EXERCISE OBJECTIVE>
Locate the string "Deserialize" throughout the material and copy every line in which it occurs.

GIVEN DATA>
· · · ·
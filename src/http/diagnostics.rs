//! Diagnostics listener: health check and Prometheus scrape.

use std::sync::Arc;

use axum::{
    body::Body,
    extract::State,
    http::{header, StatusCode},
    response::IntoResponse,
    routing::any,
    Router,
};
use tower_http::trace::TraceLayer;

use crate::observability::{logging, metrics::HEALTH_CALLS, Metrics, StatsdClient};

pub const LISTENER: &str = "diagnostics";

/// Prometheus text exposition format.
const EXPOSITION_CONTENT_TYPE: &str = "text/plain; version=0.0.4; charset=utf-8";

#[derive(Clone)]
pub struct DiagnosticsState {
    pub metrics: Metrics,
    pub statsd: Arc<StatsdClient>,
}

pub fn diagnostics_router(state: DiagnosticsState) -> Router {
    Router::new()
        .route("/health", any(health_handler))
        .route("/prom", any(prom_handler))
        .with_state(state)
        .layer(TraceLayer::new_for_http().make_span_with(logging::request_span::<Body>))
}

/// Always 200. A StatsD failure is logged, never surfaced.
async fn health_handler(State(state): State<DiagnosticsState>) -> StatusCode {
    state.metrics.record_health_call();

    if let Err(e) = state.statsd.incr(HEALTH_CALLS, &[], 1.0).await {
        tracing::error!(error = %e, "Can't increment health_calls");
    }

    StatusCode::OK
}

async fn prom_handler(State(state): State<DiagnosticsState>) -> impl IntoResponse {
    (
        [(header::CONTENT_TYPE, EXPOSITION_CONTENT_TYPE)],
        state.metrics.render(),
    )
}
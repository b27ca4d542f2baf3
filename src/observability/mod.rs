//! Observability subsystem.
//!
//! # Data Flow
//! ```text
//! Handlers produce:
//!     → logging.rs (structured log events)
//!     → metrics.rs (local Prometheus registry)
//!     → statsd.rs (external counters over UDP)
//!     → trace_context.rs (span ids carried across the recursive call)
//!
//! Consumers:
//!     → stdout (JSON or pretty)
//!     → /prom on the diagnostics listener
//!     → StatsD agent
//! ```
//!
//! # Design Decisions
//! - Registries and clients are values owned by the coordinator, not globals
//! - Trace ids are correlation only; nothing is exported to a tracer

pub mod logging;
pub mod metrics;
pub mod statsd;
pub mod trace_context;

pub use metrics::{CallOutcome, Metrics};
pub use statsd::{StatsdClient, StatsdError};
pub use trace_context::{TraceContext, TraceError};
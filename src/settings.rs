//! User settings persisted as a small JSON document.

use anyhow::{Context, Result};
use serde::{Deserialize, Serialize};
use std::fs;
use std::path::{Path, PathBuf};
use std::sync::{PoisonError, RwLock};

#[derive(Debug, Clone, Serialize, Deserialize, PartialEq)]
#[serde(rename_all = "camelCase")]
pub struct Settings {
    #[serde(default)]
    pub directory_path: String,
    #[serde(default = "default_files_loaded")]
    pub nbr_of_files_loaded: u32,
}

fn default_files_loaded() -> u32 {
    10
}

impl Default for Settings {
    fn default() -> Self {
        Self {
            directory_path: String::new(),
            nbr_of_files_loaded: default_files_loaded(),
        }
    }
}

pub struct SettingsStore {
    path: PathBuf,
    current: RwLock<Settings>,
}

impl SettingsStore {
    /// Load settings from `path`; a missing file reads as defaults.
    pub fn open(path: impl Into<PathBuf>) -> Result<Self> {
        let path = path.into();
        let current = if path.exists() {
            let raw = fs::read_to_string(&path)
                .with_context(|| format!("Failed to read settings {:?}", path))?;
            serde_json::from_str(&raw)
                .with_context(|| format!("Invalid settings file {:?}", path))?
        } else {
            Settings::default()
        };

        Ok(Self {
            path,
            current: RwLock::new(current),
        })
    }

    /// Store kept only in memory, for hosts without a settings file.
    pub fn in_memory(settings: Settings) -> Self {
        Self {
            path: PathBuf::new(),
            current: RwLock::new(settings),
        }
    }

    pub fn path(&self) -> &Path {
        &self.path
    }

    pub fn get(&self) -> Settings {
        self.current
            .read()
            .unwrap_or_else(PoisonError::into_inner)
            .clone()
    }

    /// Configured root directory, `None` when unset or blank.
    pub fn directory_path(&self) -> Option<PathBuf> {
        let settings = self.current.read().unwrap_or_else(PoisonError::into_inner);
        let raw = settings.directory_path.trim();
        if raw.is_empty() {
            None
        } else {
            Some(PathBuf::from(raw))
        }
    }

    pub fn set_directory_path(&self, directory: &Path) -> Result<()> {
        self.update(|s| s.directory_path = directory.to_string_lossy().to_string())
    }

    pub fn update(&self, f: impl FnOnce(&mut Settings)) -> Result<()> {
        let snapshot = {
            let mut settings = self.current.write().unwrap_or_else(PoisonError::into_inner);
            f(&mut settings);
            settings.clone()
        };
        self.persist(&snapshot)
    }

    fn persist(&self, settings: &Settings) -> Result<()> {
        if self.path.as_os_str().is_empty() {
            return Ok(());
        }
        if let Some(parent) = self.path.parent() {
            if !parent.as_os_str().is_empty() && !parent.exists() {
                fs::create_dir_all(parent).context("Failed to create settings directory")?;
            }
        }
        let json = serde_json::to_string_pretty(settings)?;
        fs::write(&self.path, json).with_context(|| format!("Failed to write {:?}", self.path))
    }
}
· · · ·
SOLUTION BELOW>
use serde::{Deserialize, Serialize};
#[derive(Debug, Clone, Serialize, Deserialize, PartialEq)]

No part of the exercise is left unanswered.